A newsroom today (with an exception made at the community newspaper level) does not even look the same as it did 20 or 30 years ago.
For some of you reading this piece, I know you are so happy to know that newsrooms have been stripped bare of what made them so great. There will be many others, though, who passed through the doors of a newsroom a few times and will have special memories.
There have been plenty of personal escapades in my own newsroom journeys, seeing newspapers close their doors, jobs cut back, getting the heave-ho after a 90-day trial period, or having the pleasure of covering the business world in a good-sized community.
Newsrooms will always be around. They serve a purpose to disseminate news and community events to people—even millennials who swear by the almighty power of the online world—who love to keep in touch with their town’s activities.
Today’s world of working remotely is a wonderful gift. A person can be anything they make up their minds and work toward their goal through the use of a phone, laptop, and Wi-Fi.
A newsroom provides a powerful testimony to people helping people. I don’t say this as some corporate shill or sellout to a media company. People actually do give a damn about what they do. Have people moved on to other fields of work or life beyond a newsroom? Yep. If one works in a newsroom long enough and becomes jaded too much, then it might be a sign that it’s time to move along.
Yet there are those who remain inquisitive, interested in knowing the ins and outs of how a local or large-town businessman or celebrity made it to the top. They want to tell people about the local high school team fighting through the ranks to the state playoffs. They want to tell people about the church, synagogue, mosque, or community center making a difference through its service to humanity. They also want to tell people about the serious matters affecting their town – new construction, crime, political shenanigans, and the list goes on and on.
Having newsrooms become filled with widget-makers and a bunch of “yes” people don’t serve a community or the world well.

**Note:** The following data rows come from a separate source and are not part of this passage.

//! Bounded-concurrency batch execution.
//!
//! Items are split into consecutive chunks of `concurrency` items. Every item
//! of a chunk runs concurrently and the whole chunk finishes before the next
//! one starts, which bounds peak concurrency exactly and gives a natural
//! point for an inter-chunk delay. Outcomes are returned in input order.

use std::future::Future;
use std::sync::atomic::{AtomicUsize, Ordering};
use std::sync::Arc;
use std::time::Duration;

use futures::future::join_all;
use tracing::{debug, warn};

/// What to do with an item whose operation failed.
#[derive(Debug, Clone, Copy, PartialEq, Eq)]
pub enum ErrorAction {
    /// Record the failure as the item's outcome and carry on.
    Skip,
    /// Stop: no further chunks start and the error is returned.
    Abort,
    /// Re-run the item inline (bounded by `max_retries_per_item`).
    Retry,
}

/// Progress notification, fired once per finished item.
#[derive(Debug, Clone, Copy, PartialEq, Eq)]
pub struct BatchProgress {
    pub completed: usize,
    pub total: usize,
}

/// Outcome for one input item.
#[derive(Debug)]
pub struct BatchOutcome<T, R, E> {
    pub item: T,
    pub result: Result<R, E>,
}

impl<T, R, E> BatchOutcome<T, R, E> {
    pub fn is_ok(&self) -> bool {
        self.result.is_ok()
    }
}

type ProgressFn = Arc<dyn Fn(BatchProgress) + Send + Sync>;
type ErrorFn<T, E> = Arc<dyn Fn(&E, &T) -> ErrorAction + Send + Sync>;

/// Runs homogeneous async jobs with bounded concurrency.
pub struct BatchProcessor<T, E> {
    concurrency: usize,
    delay_between_batches: Option<Duration>,
    max_retries_per_item: u32,
    on_progress: Option<ProgressFn>,
    on_error: Option<ErrorFn<T, E>>,
}

impl<T, E> BatchProcessor<T, E> {
    /// A processor running `concurrency` items at a time (at least one).
    /// Failures are skipped unless an `on_error` hook says otherwise.
    pub fn new(concurrency: usize) -> Self {
        Self {
            concurrency: concurrency.max(1),
            delay_between_batches: None,
            max_retries_per_item: 3,
            on_progress: None,
            on_error: None,
        }
    }

    pub fn with_delay_between_batches(mut self, delay: Duration) -> Self {
        self.delay_between_batches = Some(delay);
        self
    }

    /// Caps how often [`ErrorAction::Retry`] is honoured per item; once spent
    /// the failure is recorded as if skipped.
    pub fn with_max_retries_per_item(mut self, max: u32) -> Self {
        self.max_retries_per_item = max;
        self
    }

    pub fn with_on_progress(mut self, on_progress: impl Fn(BatchProgress) + Send + Sync + 'static) -> Self {
        self.on_progress = Some(Arc::new(on_progress));
        self
    }

    pub fn with_on_error(
        mut self,
        on_error: impl Fn(&E, &T) -> ErrorAction + Send + Sync + 'static,
    ) -> Self {
        self.on_error = Some(Arc::new(on_error));
        self
    }

    pub fn concurrency(&self) -> usize {
        self.concurrency
    }

    /// Runs `operation` over every item.
    ///
    /// Returns one outcome per item in input order, or the first aborting
    /// error. On abort the current chunk still runs to completion (in-flight
    /// calls are never cancelled) but no later chunk starts.
    pub async fn process<R, F, Fut>(
        &self,
        items: Vec<T>,
        operation: F,
    ) -> Result<Vec<BatchOutcome<T, R, E>>, E>
    where
        T: Clone,
        F: Fn(T) -> Fut,
        Fut: Future<Output = Result<R, E>>,
    {
        let total = items.len();
        let completed = AtomicUsize::new(0);
        let mut outcomes = Vec::with_capacity(total);
        let mut remaining = items.into_iter();
        let mut chunk_index = 0usize;

        loop {
            let chunk: Vec<T> = remaining.by_ref().take(self.concurrency).collect();
            if chunk.is_empty() {
                break;
            }
            if chunk_index > 0 {
                if let Some(delay) = self.delay_between_batches {
                    tokio::time::sleep(delay).await;
                }
            }
            debug!(chunk = chunk_index, size = chunk.len(), total, "Starting batch chunk");

            let results = join_all(
                chunk
                    .into_iter()
                    .map(|item| self.run_item(item, &operation, &completed, total)),
            )
            .await;

            let mut abort = None;
            for result in results {
                match result {
                    Ok(outcome) => outcomes.push(outcome),
                    Err(error) if abort.is_none() => abort = Some(error),
                    Err(_) => {}
                }
            }
            if let Some(error) = abort {
                warn!(chunk = chunk_index, "Batch aborted by error handler");
                return Err(error);
            }
            chunk_index += 1;
        }

        Ok(outcomes)
    }

    async fn run_item<R, F, Fut>(
        &self,
        item: T,
        operation: &F,
        completed: &AtomicUsize,
        total: usize,
    ) -> Result<BatchOutcome<T, R, E>, E>
    where
        T: Clone,
        F: Fn(T) -> Fut,
        Fut: Future<Output = Result<R, E>>,
    {
        let mut retries = 0;
        let result = loop {
            let error = match operation(item.clone()).await {
                Ok(value) => break Ok(value),
                Err(error) => error,
            };
            let action = self
                .on_error
                .as_ref()
                .map_or(ErrorAction::Skip, |on_error| on_error(&error, &item));
            match action {
                ErrorAction::Retry if retries < self.max_retries_per_item => {
                    retries += 1;
                    debug!(retries, "Retrying batch item");
                }
                ErrorAction::Abort => return Err(error),
                ErrorAction::Retry | ErrorAction::Skip => break Err(error),
            }
        };

        let done = completed.fetch_add(1, Ordering::SeqCst) + 1;
        if let Some(on_progress) = &self.on_progress {
            on_progress(BatchProgress {
                completed: done,
                total,
            });
        }
        Ok(BatchOutcome { item, result })
    }
}

impl<T, E> std::fmt::Debug for BatchProcessor<T, E> {
    fn fmt(&self, f: &mut std::fmt::Formatter<'_>) -> std::fmt::Result {
        f.debug_struct("BatchProcessor")
            .field("concurrency", &self.concurrency)
            .field("delay_between_batches", &self.delay_between_batches)
            .field("max_retries_per_item", &self.max_retries_per_item)
            .finish()
    }
}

They do serve a purpose, though. People will be waiting for a newspaper in a small town, whether it is weekly, twice a week, or six days a week with Sundays off. Heck, they’ll even cut out a picture or story about their business and put it up for people to see. It’ll get a little tattered and torn from being nailed to the bulletin board. But it is something they can see, feel a sense of pride in, and—even if there are mistakes made in the story itself—hopefully know their contributions to a town were recognized.
Newsrooms are still alive and well today. They look and are different from many years ago and, no, I’m not pining for “the good old days.” I hope you will have a sense of appreciation around what these men and women do on a daily basis. Their own humanity shines through their work all the time. You just have to look for it. It’s there.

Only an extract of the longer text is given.